The next day also started off on a sad note, getting paged that a baby admitted early that morning to the NICU, who I hadn't heard about yet, had stopped breathing. We had to initially CPR when we arrived to the NICU, but stopped after a couple of cycles and giving epinephrine. There was little hope of reviving the infant, who we noted to have had massive hepatomegaly (large liver) and profuse bleeding. It was suspected that he baby had liver failure due to receiving herbal medications, which I am learning is very common here and can have some devastating and unpredictable effects. It was still somewhat of a shock to me that the other physicians wanted to stop resuscitation so soon, but I agreed with their decision. They also knew that as part of the culture here, most individuals choose to avoid prolonged suffering and artificial life sustaining measures for their loved ones, even children. The mother's reaction, however, was so difficult to bear. I had never seen such strong, guttural, reaction. She was hysterical at hearing the news of her child and collapsed to the floor. I had no words to say to comfort her or try to understand her pain, but through the Chaplain I tried to convey my prayer that God sustain her and give her supernatural peace during this time. Dr. Terer, the  wise supervising physician, was so sympathetic and caring and helped us to contact family members to support her during this time.

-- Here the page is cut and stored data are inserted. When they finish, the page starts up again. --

use async_trait::async_trait;
use chrono::{DateTime, Utc};
use log::{error, info};
use mongodb::{
    Client, Collection,
    bson::{doc, oid::ObjectId},
};
use serde::{Deserialize, Serialize};

use crate::auth::model::{Profile, SignInRequest, SignUpRequest, User};
use crate::auth::provider::{AuthProvider, invalid_credentials};
use crate::utils::error::CustomError;
use crate::utils::hashing;

#[derive(Debug, Serialize, Deserialize)]
struct Account {
    #[serde(rename = "_id", skip_serializing_if = "Option::is_none")]
    id: Option<ObjectId>,
    email: String,
    password: String,
    created_at: DateTime<Utc>,
    updated_at: DateTime<Utc>,
}

impl Account {
    fn to_user(&self) -> Result<User, CustomError> {
        let id = self
            .id
            .ok_or_else(|| CustomError::NetworkOrServerError("User ID missing".to_string()))?;
        Ok(User {
            id: id.to_hex(),
            email: self.email.clone(),
        })
    }
}

/// Stored shape of a profile, keyed by the owning account's id.
#[derive(Debug, Serialize, Deserialize, Clone)]
pub(crate) struct ProfileDocument {
    #[serde(rename = "_id")]
    pub(crate) id: String,
    pub(crate) username: String,
}

impl From<ProfileDocument> for Profile {
    fn from(document: ProfileDocument) -> Self {
        Profile {
            id: document.id,
            username: document.username,
        }
    }
}

/// Persisted sign-in for one device, so a restart can restore it.
#[derive(Debug, Serialize, Deserialize)]
struct Session {
    #[serde(rename = "_id")]
    device_id: String,
    user_id: ObjectId,
    signed_in_at: DateTime<Utc>,
}

pub struct MongoAuthProvider {
    collection: Collection<Account>,
    profiles: Collection<ProfileDocument>,
    sessions: Collection<Session>,
    device_id: String,
}

impl MongoAuthProvider {
    pub fn new(client: &Client, database: &str, device_id: &str) -> Self {
        let db = client.database(database);
        MongoAuthProvider {
            collection: db.collection::<Account>("users"),
            profiles: db.collection::<ProfileDocument>("profiles"),
            sessions: db.collection::<Session>("sessions"),
            device_id: device_id.to_string(),
        }
    }

    async fn email_exists(&self, email: &str) -> Result<bool, mongodb::error::Error> {
        let count = self
            .collection
            .count_documents(doc! { "email": email })
            .await?;
        Ok(count > 0)
    }

    async fn username_exists(&self, username: &str) -> Result<bool, mongodb::error::Error> {
        let count = self
            .profiles
            .count_documents(doc! { "username": username })
            .await?;
        Ok(count > 0)
    }
}

#[async_trait]
impl AuthProvider for MongoAuthProvider {
    async fn restore_session(&self) -> Result<Option<User>, CustomError> {
        let session = self
            .sessions
            .find_one(doc! { "_id": &self.device_id })
            .await
            .map_err(|e| CustomError::NetworkOrServerError(format!("Failed to read session: {}", e)))?;

        let Some(session) = session else {
            return Ok(None);
        };

        let account = self
            .collection
            .find_one(doc! { "_id": session.user_id })
            .await
            .map_err(|e| CustomError::NetworkOrServerError(format!("Failed to fetch user: {}", e)))?;

        match account {
            Some(account) => account.to_user().map(Some),
            // The account is gone; forget the dangling session.
            None => {
                self.sign_out().await?;
                Ok(None)
            }
        }
    }

    async fn sign_in(&self, request: SignInRequest) -> Result<User, CustomError> {
        let account = self
            .collection
            .find_one(doc! { "email": request.email.to_lowercase() })
            .await
            .map_err(|_| CustomError::NetworkOrServerError("Database error".to_string()))?
            .ok_or_else(invalid_credentials)?;

        if !hashing::verify_password(&request.password, &account.password)? {
            return Err(invalid_credentials());
        }

        let user = account.to_user()?;
        let user_id = account
            .id
            .ok_or_else(|| CustomError::NetworkOrServerError("User ID missing".to_string()))?;

        let session = Session {
            device_id: self.device_id.clone(),
            user_id,
            signed_in_at: Utc::now(),
        };
        self.sessions
            .replace_one(doc! { "_id": &self.device_id }, session)
            .upsert(true)
            .await
            .map_err(|e| CustomError::NetworkOrServerError(format!("Failed to store session: {}", e)))?;

        info!("User {} signed in on device {}", user.id, self.device_id);
        Ok(user)
    }

    async fn sign_up(&self, request: SignUpRequest) -> Result<User, CustomError> {
        let email = request.email.to_lowercase();

        // Check if email already exists
        if self.email_exists(&email).await.map_err(|_| {
            CustomError::NetworkOrServerError("Failed to check email existence".to_string())
        })? {
            return Err(CustomError::ConflictError(
                "Email already exists".to_string(),
            ));
        }

        // Check if username already exists
        if self.username_exists(&request.username).await.map_err(|_| {
            CustomError::NetworkOrServerError("Failed to check username existence".to_string())
        })? {
            return Err(CustomError::ConflictError(
                "Username already exists".to_string(),
            ));
        }

        let account = Account {
            id: None,
            email,
            password: hashing::hash_password(&request.password)?,
            created_at: Utc::now(),
            updated_at: Utc::now(),
        };

        let result = self
            .collection
            .insert_one(&account)
            .await
            .map_err(|e| CustomError::NetworkOrServerError(e.to_string()))?;

        let user_id = result.inserted_id.as_object_id().ok_or_else(|| {
            CustomError::NetworkOrServerError("Failed to get inserted ID".to_string())
        })?;

        let profile = ProfileDocument {
            id: user_id.to_hex(),
            username: request.username,
        };
        if let Err(e) = self.profiles.insert_one(&profile).await {
            if let Err(cleanup) = self.collection.delete_one(doc! { "_id": user_id }).await {
                error!("Failed to remove account {} after profile error: {}", user_id, cleanup);
            }
            return Err(CustomError::NetworkOrServerError(format!(
                "Failed to create profile: {}",
                e
            )));
        }

        Ok(User {
            id: user_id.to_hex(),
            email: account.email,
        })
    }

    async fn sign_out(&self) -> Result<(), CustomError> {
        self.sessions
            .delete_one(doc! { "_id": &self.device_id })
            .await
            .map_err(|e| CustomError::NetworkOrServerError(format!("Failed to delete session: {}", e)))?;
        Ok(())
    }

    async fn fetch_profile(&self, user_id: &str) -> Result<Option<Profile>, CustomError> {
        let profile = self
            .profiles
            .find_one(doc! { "_id": user_id })
            .await
            .map_err(|e| CustomError::NetworkOrServerError(format!("Failed to fetch profile: {}", e)))?;
        Ok(profile.map(Profile::from))
    }
}
use async_trait::async_trait;

use crate::post::post_model::{ListQuery, NewPost, Post, PostForm, PostPage};
use crate::utils::error::CustomError;

/// Remote source of posts. Every adapter enforces the owner check on
/// `update_post` and `delete_post` itself; hiding edit/delete buttons in the
/// host is never enough.
#[async_trait]
pub trait PostGateway: Send + Sync {
    /// Posts matching `query`, newest first, plus the total matching count.
    async fn list_posts(&self, query: &ListQuery) -> Result<PostPage, CustomError>;

    async fn get_post(&self, id: &str) -> Result<Post, CustomError>;

    async fn create_post(&self, post: NewPost) -> Result<Post, CustomError>;

    /// Fails with `NotFoundError` if `id` is absent and `ForbiddenError` if
    /// `author_id` is not the post's author.
    async fn update_post(
        &self,
        id: &str,
        author_id: &str,
        changes: PostForm,
    ) -> Result<Post, CustomError>;

    async fn delete_post(&self, id: &str, author_id: &str) -> Result<(), CustomError>;
}

pub(crate) fn post_not_found() -> CustomError {
    CustomError::NotFoundError("Post not found".to_string())
}

pub(crate) fn not_post_owner() -> CustomError {
    CustomError::ForbiddenError("You can only modify your own posts".to_string())
}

Despite the onslaught of trials over the past few days, I am nevertheless thankful for the opportunity to have such meaningful interactions with patients and their family members. There has been so much reliance on God over the past few days and I have been amazed at His ability to bring peace during the pain. I have seen the incredible faith and peace of the Kenyan people and have been privilege to be trusted by parents with the care of their children. I am also thankful for the supportive community here at Tenwek and the readiness of Chaplains and others to offer support for families.  the ability to bring Christ into such difficult circumstances, and pray openly with the fellow staff members, has been so refreshing and a real privilege that I will surely miss when I return to the US.